THE APPLICANT (MRS SHERIF): I have no one to write to, your Honour. I can't correspond with these people. They are ignoring me.
LORD JUSTICE THORPE: You are now saying they are on the record?
MR TILER: My Lord, I know they sent a notice of acting for the purpose of today's hearing. I know it is not on the record, but things can happen like that sometimes. They cannot always find their way through. But they are instructing me today and that is all there is to it really.
LORD JUSTICE THORPE: We also need a date in the order which has to be redrawn for the working out of Mrs Sherif's purchase, alternatively the sale. Now, the order was obviously intended to be three months. She was to have three months in which to achieve her purchase.

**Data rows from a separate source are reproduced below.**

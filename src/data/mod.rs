//! Data acquisition.
//!
//! - device-feed REST client (`device_feed_client`)
//! - seeded synthetic logger traces (`synthetic`)

pub mod device_feed_client;
pub mod synthetic;

pub use device_feed_client::*;
pub use synthetic::*;
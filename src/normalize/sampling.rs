//! Sampling-quality summary of a series.

use serde::{Deserialize, Serialize};

use crate::domain::{MS_PER_HOUR, SeriesPoint};
use crate::math::{median, weighted_mean_std};
use crate::normalize::intervals::{IntervalSet, valid_sorted};

/// How well a series was sampled.
#[derive(Debug, Clone, Copy, PartialEq, Serialize, Deserialize)]
pub struct SeriesSummary {
    /// Points with a finite temperature.
    pub point_count: usize,
    /// Points dropped for a missing/non-finite temperature.
    pub dropped_points: usize,
    pub span_hours: f64,
    /// Median/max positive gap between consecutive valid samples (NaN if none).
    pub median_gap_hours: f64,
    pub max_gap_hours: f64,
    /// Time-weighted standard deviation of the interval start temperatures.
    pub temp_std_c: f64,
}

pub fn summarize_sampling(points: &[SeriesPoint], intervals: &IntervalSet) -> SeriesSummary {
    let sorted = valid_sorted(points);

    let span_hours = match (sorted.first(), sorted.last()) {
        (Some(first), Some(last)) => (last.0 - first.0) as f64 / MS_PER_HOUR,
        _ => 0.0,
    };

    let gaps: Vec<f64> = intervals.durations_days().map(|d| d * 24.0).collect();
    let max_gap_hours = gaps.iter().copied().fold(f64::NAN, f64::max);

    let temps: Vec<f64> = intervals.start_temps().collect();
    let weights: Vec<f64> = intervals.durations_days().collect();
    let (_, temp_std_c) = weighted_mean_std(&temps, &weights);

    SeriesSummary {
        point_count: sorted.len(),
        dropped_points: points.len() - sorted.len(),
        span_hours,
        median_gap_hours: median(&gaps),
        max_gap_hours,
        temp_std_c,
    }
}
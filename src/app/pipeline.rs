//! Shared analysis pipeline used by every subcommand.
//!
//! The whole analysis is one pure function of `(points, config)`:
//! intervals -> sampling summary -> exposure -> buckets -> kinetics ->
//! confidence -> ranking. The front-ends only differ in where the points come
//! from and how the report is printed.

use std::path::{Path, PathBuf};

use rayon::prelude::*;
use tracing::{debug, info, warn};

use crate::domain::{AnalysisConfig, RawTable, SeriesPoint};
use crate::error::AppError;
use crate::exposure::{bucket_means, compute_exposure};
use crate::io::{extract_series, load_table, measurements_to_points, parse_measurements};
use crate::models::{compute_models, legacy_shelf_table};
use crate::normalize::{prepare_intervals, summarize_sampling};
use crate::report::AnalysisReport;
use crate::scoring::{ScoringInputs, rank_models, score_models};

/// Run every analytic stage over one series.
///
/// Data-quality problems never fail here; only a config that violates the
/// input contract is rejected.
pub fn analyze_series(points: &[SeriesPoint], config: &AnalysisConfig) -> Result<AnalysisReport, AppError> {
    config.validate()?;

    let intervals = prepare_intervals(points);
    let summary = summarize_sampling(points, &intervals);
    debug!(
        points = points.len(),
        valid = summary.point_count,
        intervals = intervals.intervals.len(),
        "prepared series"
    );
    if summary.point_count < 2 {
        warn!(valid = summary.point_count, "fewer than two valid points; results are empty");
    }

    let exposure = compute_exposure(points, config.cutoff_c);
    let buckets = bucket_means(points, config.bucket_interval_ms());
    let kinetics = compute_models(&intervals, exposure.avg_temp, config);

    let inputs = ScoringInputs::gather(
        &summary,
        &exposure,
        &kinetics,
        config.cutoff_c,
        config.kinetics.baseline_life_days,
    );
    let confidence = score_models(&kinetics.results, &inputs);
    let ranking = rank_models(&kinetics.results, &confidence, &inputs);
    let legacy_table = legacy_shelf_table(
        exposure.hours_above,
        config.kinetics.baseline_life_days,
        config.risk_samples,
        config.risk_seed,
    );

    if let Some(top) = ranking.top() {
        info!(
            model = top.model.key(),
            remaining_days = top.remaining_life_days,
            confidence = top.confidence,
            "analysis complete"
        );
    }

    Ok(AnalysisReport {
        source: None,
        config: config.clone(),
        columns: None,
        row_issues: Vec::new(),
        summary,
        exposure,
        buckets,
        kinetics,
        confidence,
        ranking,
        legacy_table,
    })
}

/// Classify, extract and analyze an uploaded table.
pub fn analyze_table(table: &RawTable, config: &AnalysisConfig) -> Result<AnalysisReport, AppError> {
    let series = extract_series(table);
    let mut report = analyze_series(&series.points, config)?;
    report.columns = Some(series.columns);
    report.row_issues = series.row_issues;
    Ok(report)
}

/// Analyze a CSV/JSON upload from disk.
///
/// Unlike the pure stages this refuses a file with no usable points, since the
/// caller asked for a report on it.
pub fn analyze_file(path: &Path, config: &AnalysisConfig) -> Result<AnalysisReport, AppError> {
    let ingested = load_table(path)?;
    let mut report = analyze_table(&ingested.table, config)?;
    ensure_points(&report, path)?;

    let mut issues = ingested.row_issues;
    issues.append(&mut report.row_issues);
    issues.sort_by_key(|i| i.row);
    report.row_issues = issues;
    report.source = Some(path.display().to_string());
    Ok(report)
}

/// Analyze a device-feed XML document.
pub fn analyze_feed_xml(
    xml: &str,
    device_id: Option<&str>,
    source: String,
    config: &AnalysisConfig,
) -> Result<AnalysisReport, AppError> {
    let measurements = parse_measurements(xml, device_id)?;
    let points = measurements_to_points(&measurements);
    let dropped = measurements.len() - points.len();
    if dropped > 0 {
        warn!(dropped, "dropped measurements without a utc timestamp");
    }

    let mut report = analyze_series(&points, config)?;
    report.source = Some(source);
    ensure_points(&report, Path::new(report.source_label()))?;
    Ok(report)
}

/// Analyze many files in parallel; results keep the input order.
pub fn analyze_batch(
    paths: &[PathBuf],
    config: &AnalysisConfig,
) -> Vec<(PathBuf, Result<AnalysisReport, AppError>)> {
    paths
        .par_iter()
        .map(|path| (path.clone(), analyze_file(path, config)))
        .collect()
}

fn ensure_points(report: &AnalysisReport, source: &Path) -> Result<(), AppError> {
    if report.summary.point_count < 2 {
        return Err(AppError::new(
            3,
            format!(
                "'{}' has {} valid point(s); at least 2 are needed for a report.",
                source.display(),
                report.summary.point_count
            ),
        ));
    }
    Ok(())
}

#[cfg(test)]
mod tests {
    use super::*;
    use crate::domain::ModelKey;

    const HOUR: i64 = 3_600_000;

    #[test]
    fn constant_series_report() {
        let points: Vec<SeriesPoint> = (0..=48).map(|h| SeriesPoint::new(h * HOUR, Some(5.0))).collect();
        let report = analyze_series(&points, &AnalysisConfig::default()).unwrap();

        assert_eq!(report.summary.point_count, 49);
        assert!((report.exposure.pct_above - 100.0).abs() < 1e-9);
        let q10 = report.kinetics.result(ModelKey::Q10Int).unwrap();
        assert!((q10.equivalent_time_days - 2.0).abs() < 1e-9);
        assert!((q10.remaining_life_days - 5.16).abs() < 1e-9);
        assert_eq!(report.ranking.rows.len(), 6);
        assert_eq!(report.confidence.len(), 6);
    }

    #[test]
    fn empty_series_is_not_an_error() {
        let report = analyze_series(&[], &AnalysisConfig::default()).unwrap();
        assert_eq!(report.summary.point_count, 0);
        assert_eq!(report.exposure.total_hours, 0.0);
        assert!(report.buckets.is_empty());
        assert_eq!(report.ranking.rows.len(), 6);
    }

    #[test]
    fn invalid_config_is_rejected() {
        let config = AnalysisConfig {
            cutoff_c: f64::NAN,
            ..AnalysisConfig::default()
        };
        let err = analyze_series(&[], &config).unwrap_err();
        assert_eq!(err.exit_code(), 2);
    }

    #[test]
    fn identical_inputs_give_identical_reports() {
        let points: Vec<SeriesPoint> = (0..30)
            .map(|i| SeriesPoint::new(i * HOUR / 2, Some(2.0 + (i % 7) as f64)))
            .collect();
        let config = AnalysisConfig::default();
        let a = serde_json::to_string(&analyze_series(&points, &config).unwrap()).unwrap();
        let b = serde_json::to_string(&analyze_series(&points, &config).unwrap()).unwrap();
        assert_eq!(a, b);
    }

    #[test]
    fn feed_without_points_is_insufficient_data() {
        let xml = "<devices><tdl><id>1</id><ms></ms></tdl></devices>";
        let err = analyze_feed_xml(xml, None, "feed.xml".into(), &AnalysisConfig::default()).unwrap_err();
        assert_eq!(err.exit_code(), 3);
    }
}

THE APPLICANT (MRS SHERIF): Yes, I would like to have that again, your Honour.
LORD JUSTICE THORPE: So the date to go into paragraph 2 will therefore be -- we are now 3 October, so 3 January.
THE APPLICANT (MRS SHERIF): Your honour, if I can just say about the mistake of the order again which I wrote to Mr Tiler and to Judge Ryland? If I would decide that I cannot raise the money or the bank will turn me down, there should be a new valuation of both properties?
LORD JUSTICE THORPE: I am not going into that.
THE APPLICANT (MRS SHERIF): Because I would not receive my fair share of 40 per cent. I would lose that 40 per cent.
LORD JUSTICE THORPE: So the essential variations to the order are for the date of 3 January 2002 to go into paragraph 2(a), and the sum of £152,000 to go into paragraph 2(c)(iii). That is as far as I can take it. As to the price at which you buy him out, which you say it is agreed at £60,000 --
THE APPLICANT (MRS SHERIF): Yes, that is right, your Honour. It was written by Mr Tiler and he asked me to sign.
LORD JUSTICE THORPE: That ought to go into paragraph 4.
THE APPLICANT (MR SHERIF): That is not true, your Honour.
THE APPLICANT (MRS SHERIF): Your Honour --
LORD JUSTICE THORPE: That is enough.